Prop 22, which would exempt companies like Uber from complying with California’s gig work law, AB-5, with regards to ride-hailing and food delivery workers, is one of the most hotly contested and closely watched initiatives on the ballot, with major financial implications for companies like Uber and Lyft, who have threatened to leave the state if it fails.

With so much at stake, Uber, Lyft, Postmates, DoorDash, and Instacart have collectively spent nearly $US203 million to boost the measure — the most money ever spent on a California ballot measure and more than 10 times the amount spent by opponents, according to Ballotpedia.

Hernandez said Uber employees have been on the receiving end of that unprecedented push as well, joining others who have quit over similar concerns.

“Leadership made it a company-wide initiative, which meant that Prop 22 was part of employees’ performance and promotion reviews,” Hernandez said. “How well did you execute on Yes on Prop 22? UX writers, designers, developers, marketing and policy folks were expected to aim all their efforts at getting a Yes on Prop 22.”

Uber spokesperson Davis White denied Hernandez’s claims, telling Business Insider that “Uber will not favour or disadvantage anyone based on their decision to participate” in Prop 22 advocacy, and that “an employee’s position on Prop 22 has never and in no way will factor into performance reviews.”

But Hernandez said that Uber used a variety of approaches to enlist employees in what KQED described as “constant” pressure, including free giveaways of pro-Prop 22 T-shirts, managers using Prop 22 backgrounds on Zoom calls, and company-wide emails encouraging employees to explain his support for Prop 22 to family and friends.

White told Business Insider that Uber has sent only two company-wide emails about the measure, one each in August and October, the latter of which told employees “lending your voice, your vote, or your time to Prop 22 is entirely up to you,” before listing ways to get involved, while emphasising that participation “is completely voluntary.”

Uber and Yes on 22 (the group funded by Uber and its competitors) have waged an aggressive PR campaign to gin up support for the measure, at times through dubious tactics such as ads and mailers falsely implying endorsements.

Recently, Uber has been running ads claiming that “the NAACP” supports Prop 22, according to KQED reporter Sam Harnett.
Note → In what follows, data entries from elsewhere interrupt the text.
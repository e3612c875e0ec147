//! Tests for the Container
//!
//! These tests verify:
//! - Record round-trips through create/insert/read
//! - The replacement protocol on a hand-built container
//! - Persistence across close/reopen and drop
//! - The data version record
//! - Consistency checks after long operation sequences
//! - Concurrent use through SharedContainer

mod common;

use std::fs;
use std::thread;

use blockdat::container::{ReplaceStage, VERSION_RECORD};
use blockdat::header::FREE_BIT;
use blockdat::{Config, Container, DatError, SharedContainer};
use common::{
    create_container, open_scenario, record_bytes, setup_temp_dir, small_config, PAYLOAD,
    SCENARIO_KEY, SCENARIO_RECORD, SCENARIO_SIZE,
};
use rand::rngs::StdRng;
use rand::{Rng, SeedableRng};

// =============================================================================
// Open/Create Tests
// =============================================================================

#[test]
fn test_create_then_open() {
    let (_temp, path) = setup_temp_dir();

    let container = Container::create(small_config(&path)).unwrap();
    let header = *container.header();
    container.close().unwrap();

    let container = Container::open(small_config(&path)).unwrap();
    assert_eq!(*container.header(), header);
    assert_eq!(
        fs::metadata(&path).unwrap().len(),
        header.file_size as u64
    );
}

#[test]
fn test_create_refuses_existing_file() {
    let (_temp, path) = setup_temp_dir();
    Container::create(small_config(&path)).unwrap().close().unwrap();

    let result = Container::create(small_config(&path));
    assert!(matches!(result, Err(DatError::Io(_))));
}

#[test]
fn test_create_validates_config() {
    let (_temp, path) = setup_temp_dir();
    let config = Config::builder().path(&path).block_size(0x100).build();

    let result = Container::create(config);
    assert!(matches!(result, Err(DatError::Config(_))));
    assert!(!path.exists());
}

#[test]
fn test_open_create_if_missing() {
    let (_temp, path) = setup_temp_dir();
    let config = Config::builder()
        .path(&path)
        .create_if_missing(true)
        .content_type(0x1234)
        .sync_on_flush(false)
        .build();

    let container = Container::open(config.clone()).unwrap();
    assert_eq!(container.header().content_type, 0x1234);
    container.close().unwrap();

    // Second open finds the file
    let container = Container::open(config).unwrap();
    assert_eq!(container.header().content_type, 0x1234);
}

// =============================================================================
// Round-Trip Tests
// =============================================================================

#[test]
fn test_insert_and_read_lengths() {
    let (_temp, mut container) = create_container();
    let lengths = [0usize, 1, PAYLOAD as usize, PAYLOAD as usize + 1, 5000];

    for (i, &len) in lengths.iter().enumerate() {
        let key = 0x4100_0000 + i as u32;
        let entry = container.insert(key, &record_bytes(key, len)).unwrap();
        assert_eq!(entry.size as usize, len);
    }

    for (i, &len) in lengths.iter().enumerate() {
        let key = 0x4100_0000 + i as u32;
        assert_eq!(container.read(key).unwrap().unwrap(), record_bytes(key, len));
    }
    assert!(container.check().unwrap().is_clean());
}

#[test]
fn test_read_missing_key() {
    let (_temp, mut container) = create_container();
    assert_eq!(container.read(1).unwrap(), None);
}

#[test]
fn test_replace_lengths() {
    let (_temp, mut container) = create_container();
    container.insert(1, b"seed").unwrap();

    for len in [3000usize, 0, PAYLOAD as usize, 1, PAYLOAD as usize * 2 + 1] {
        let data = record_bytes(len as u32, len);
        let entry = container.replace(1, &data).unwrap();
        assert_eq!(entry.size as usize, len);
        assert_eq!(container.read(1).unwrap().unwrap(), data);
    }
    assert!(container.check().unwrap().is_clean());
}

// =============================================================================
// Replacement Protocol Tests
// =============================================================================

#[test]
fn test_scenario_lookup() {
    let (_temp, mut container) = open_scenario();

    let entry = container.lookup(SCENARIO_KEY).unwrap().unwrap();
    assert_eq!(entry.offset, SCENARIO_RECORD);
    assert_eq!(entry.size, SCENARIO_SIZE);
    assert_eq!(
        container.read(SCENARIO_KEY).unwrap().unwrap(),
        vec![0xAB; SCENARIO_SIZE as usize]
    );
    assert_eq!(container.lookup(SCENARIO_KEY + 1).unwrap(), None);
}

#[test]
fn test_scenario_replace() {
    let (_temp, mut container) = open_scenario();
    let free_before = container.free_space();
    let timestamp = container.lookup(SCENARIO_KEY).unwrap().unwrap().timestamp;

    let data = record_bytes(7, 250);
    let entry = container.replace(SCENARIO_KEY, &data).unwrap();

    // New data came from the free-list head
    assert_eq!(entry.offset, 0x400);
    assert_eq!(entry.size, 250);
    assert_eq!(entry.timestamp, timestamp);
    assert_eq!(container.read(SCENARIO_KEY).unwrap().unwrap(), data);

    // One block consumed; the old block is back on the list but not counted
    assert_eq!(container.free_space(), free_before - PAYLOAD as u64);
    assert_eq!(container.header().first_free_block, SCENARIO_RECORD);
    let pointer = container.blocks().read_pointer(SCENARIO_RECORD).unwrap();
    assert_eq!(pointer, 0xC00 | FREE_BIT);

    // The new chain is a single terminated block
    let chain: Vec<_> = container
        .blocks()
        .chain(entry.offset)
        .map(|block| block.unwrap())
        .collect();
    assert_eq!(chain.len(), 1);
    assert_eq!(chain[0].next, 0);

    let report = container.check().unwrap();
    assert_eq!(report.uncounted_free_blocks, 1);
    assert!(report.is_clean());
}

#[test]
fn test_scenario_replace_multi_block() {
    let (_temp, mut container) = open_scenario();

    let data = record_bytes(3, 3000);
    let entry = container.replace(SCENARIO_KEY, &data).unwrap();

    let offsets: Vec<u32> = container
        .blocks()
        .chain(entry.offset)
        .map(|block| block.unwrap().offset)
        .collect();
    assert_eq!(offsets, vec![0x400, 0xC00, 0x1800]);
    assert_eq!(container.read(SCENARIO_KEY).unwrap().unwrap(), data);
    assert_eq!(container.header().first_free_block, SCENARIO_RECORD);
    assert_eq!(
        container.blocks().read_pointer(SCENARIO_RECORD).unwrap(),
        0x1C00 | FREE_BIT
    );
}

#[test]
fn test_scenario_replace_grows_file() {
    let (_temp, mut container) = open_scenario();
    let file_size = container.header().file_size;

    // Twelve free blocks are not enough for thirteen blocks of data
    let data = record_bytes(9, 13 * PAYLOAD as usize);
    container.replace(SCENARIO_KEY, &data).unwrap();

    assert_eq!(container.header().file_size, file_size + 1024 * 1024);
    assert_eq!(container.read(SCENARIO_KEY).unwrap().unwrap(), data);
    assert!(container.check().unwrap().is_clean());
}

#[test]
fn test_scenario_replace_persists() {
    let (_temp, mut container) = open_scenario();
    let path = container.path().to_path_buf();

    container.replace(SCENARIO_KEY, b"persisted").unwrap();
    let header = *container.header();
    container.close().unwrap();

    let mut container = Container::open_path(&path).unwrap();
    assert_eq!(*container.header(), header);
    assert_eq!(container.read(SCENARIO_KEY).unwrap().unwrap(), b"persisted");
}

#[test]
fn test_replace_missing_key() {
    let (_temp, mut container) = open_scenario();
    let header = *container.header();

    let result = container.replace(0x4200_0000, b"nothing");
    assert!(matches!(result, Err(DatError::KeyNotFound(0x4200_0000))));
    assert_eq!(*container.header(), header);
}

#[test]
fn test_replace_stage_names() {
    assert_eq!(ReplaceStage::DataWritten.to_string(), "data written");
    assert_eq!(ReplaceStage::OldFreed.to_string(), "old chain freed");
}

#[test]
fn test_repeated_replace_keeps_chains_disjoint() {
    let (_temp, mut container) = create_container();
    let mut rng = StdRng::seed_from_u64(0xB10C);

    for key in 0..8u32 {
        container.insert(key, &record_bytes(key, 100)).unwrap();
    }

    let mut latest: Vec<Vec<u8>> = (0..8u32).map(|key| record_bytes(key, 100)).collect();
    for step in 0..300u32 {
        let key = rng.gen_range(0..8u32);
        let data = record_bytes(step, rng.gen_range(0..4000usize));
        container.replace(key, &data).unwrap();
        latest[key as usize] = data;
    }

    let report = container.check().unwrap();
    assert_eq!(report.records, 8);
    assert!(report.is_clean());
    for key in 0..8u32 {
        assert_eq!(container.read(key).unwrap().unwrap(), latest[key as usize]);
    }
}

// =============================================================================
// Persistence Tests
// =============================================================================

#[test]
fn test_drop_flushes_header() {
    let (_temp, path) = setup_temp_dir();
    {
        let mut container = Container::create(small_config(&path)).unwrap();
        container.insert(0x10, b"kept").unwrap();
        assert!(container.blocks().is_dirty());
    }

    let mut container = Container::open(small_config(&path)).unwrap();
    assert_eq!(container.read(0x10).unwrap().unwrap(), b"kept");
    assert!(container.check().unwrap().is_clean());
}

#[test]
fn test_flush_clears_dirty() {
    let (_temp, mut container) = create_container();
    container.insert(1, b"a").unwrap();

    container.flush().unwrap();
    assert!(!container.blocks().is_dirty());
}

// =============================================================================
// Data Version Tests
// =============================================================================

#[test]
fn test_data_version() {
    let (_temp, mut container) = create_container();
    assert_eq!(container.data_version().unwrap(), None);

    let mut record = 7u32.to_le_bytes().to_vec();
    record.extend_from_slice(b"trailing");
    container.insert(VERSION_RECORD, &record).unwrap();
    assert_eq!(container.data_version().unwrap(), Some(7));

    container.replace(VERSION_RECORD, &9u32.to_le_bytes()).unwrap();
    assert_eq!(container.data_version().unwrap(), Some(9));

    container.remove(VERSION_RECORD).unwrap();
    assert_eq!(container.data_version().unwrap(), None);
}

#[test]
fn test_data_version_too_short() {
    let (_temp, mut container) = create_container();
    container.insert(VERSION_RECORD, &[1, 2]).unwrap();

    let result = container.data_version();
    assert!(matches!(result, Err(DatError::TruncatedData { expected: 4, .. })));
}

// =============================================================================
// Check Tests
// =============================================================================

#[test]
fn test_check_reports_leaked_chain() {
    let (_temp, mut container) = create_container();

    // Written but never indexed, as after an interrupted replacement
    let orphan = container.blocks().allocate_chain(&[1; 10]).unwrap();

    let report = container.check().unwrap();
    assert_eq!(report.leaked_blocks, vec![orphan.head]);
    assert!(!report.is_clean());
}

#[test]
fn test_check_detects_shared_block() {
    let (_temp, mut container) = create_container();
    container.insert(1, b"one").unwrap();
    container.insert(2, b"two").unwrap();

    // Point record 2 at record 1's block
    let mut located = container.locate(2).unwrap().unwrap();
    located.entry_mut().offset = container.lookup(1).unwrap().unwrap().offset;
    located.node.store(container.blocks()).unwrap();

    let result = container.check();
    assert!(matches!(result, Err(DatError::Inconsistent(_))));
}

#[test]
fn test_check_detects_free_list_overcount() {
    let (_temp, path) = setup_temp_dir();
    common::write_scenario(&path, 0);
    // Header claims thirteen free blocks, the list has twelve
    common::patch_u32(&path, 0x12c + 28, 13);

    let mut container = Container::open(Config::builder().path(&path).build()).unwrap();
    let result = container.check();
    assert!(matches!(result, Err(DatError::Inconsistent(_))));
}

#[test]
fn test_entry_display() {
    let (_temp, mut container) = open_scenario();
    let entry = container.lookup(SCENARIO_KEY).unwrap().unwrap();

    let line = entry.to_string();
    assert!(line.starts_with("identifier: 41000000, offset: 00000800, size: 00000064"));
}

// =============================================================================
// Shared Container Tests
// =============================================================================

#[test]
fn test_shared_container_threads() {
    let (_temp, mut container) = create_container();
    for key in 0..8u32 {
        container.insert(key, b"initial").unwrap();
    }

    let shared = SharedContainer::new(container);
    let handles: Vec<_> = (0..4u32)
        .map(|t| {
            let shared = shared.clone();
            thread::spawn(move || {
                for round in 0..50u32 {
                    for key in [t * 2, t * 2 + 1] {
                        let data = record_bytes(key * 1000 + round, 300 + round as usize * 20);
                        shared.replace(key, &data).unwrap();
                    }
                }
            })
        })
        .collect();

    for handle in handles {
        handle.join().unwrap();
    }

    for key in 0..8u32 {
        let expected = record_bytes(key * 1000 + 49, 300 + 49 * 20);
        assert_eq!(shared.read(key).unwrap().unwrap(), expected);
    }
    assert!(shared.check().unwrap().is_clean());

    let container = shared.into_inner().unwrap();
    container.close().unwrap();
}

#[test]
fn test_shared_container_batch() {
    let (_temp, container) = create_container();
    let shared = SharedContainer::new(container);

    let count = shared.with(|c| {
        c.insert(1, b"a")?;
        c.insert(2, b"b")?;
        c.entries().map(|entries| entries.len())
    });

    assert_eq!(count.unwrap(), 2);
    assert!(shared.lookup(2).unwrap().is_some());
}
However, the National Association for the Advancement of Coloured People has not endorsed the measure — only its California chapter, and public finance records show that Uber and Lyft paid the chapter’s president $US85,000 through a consulting firm she owns.

SFGate also reported last month that a law firm paid by Yes on 22 sent mass mailers to California voters that tried to persuade them to vote for Prop 22 by falsely claiming that (nonexistent) political groups supportive of Sen. Bernie Sanders and various Democrats also were in favour of the measure. However,Sanders and the California Democratic Party have both opposed Prop 22.

White did not respond to questions about the NAACP ads and a spokesperson for Yes on 22 did not immediately respond to a request for comment.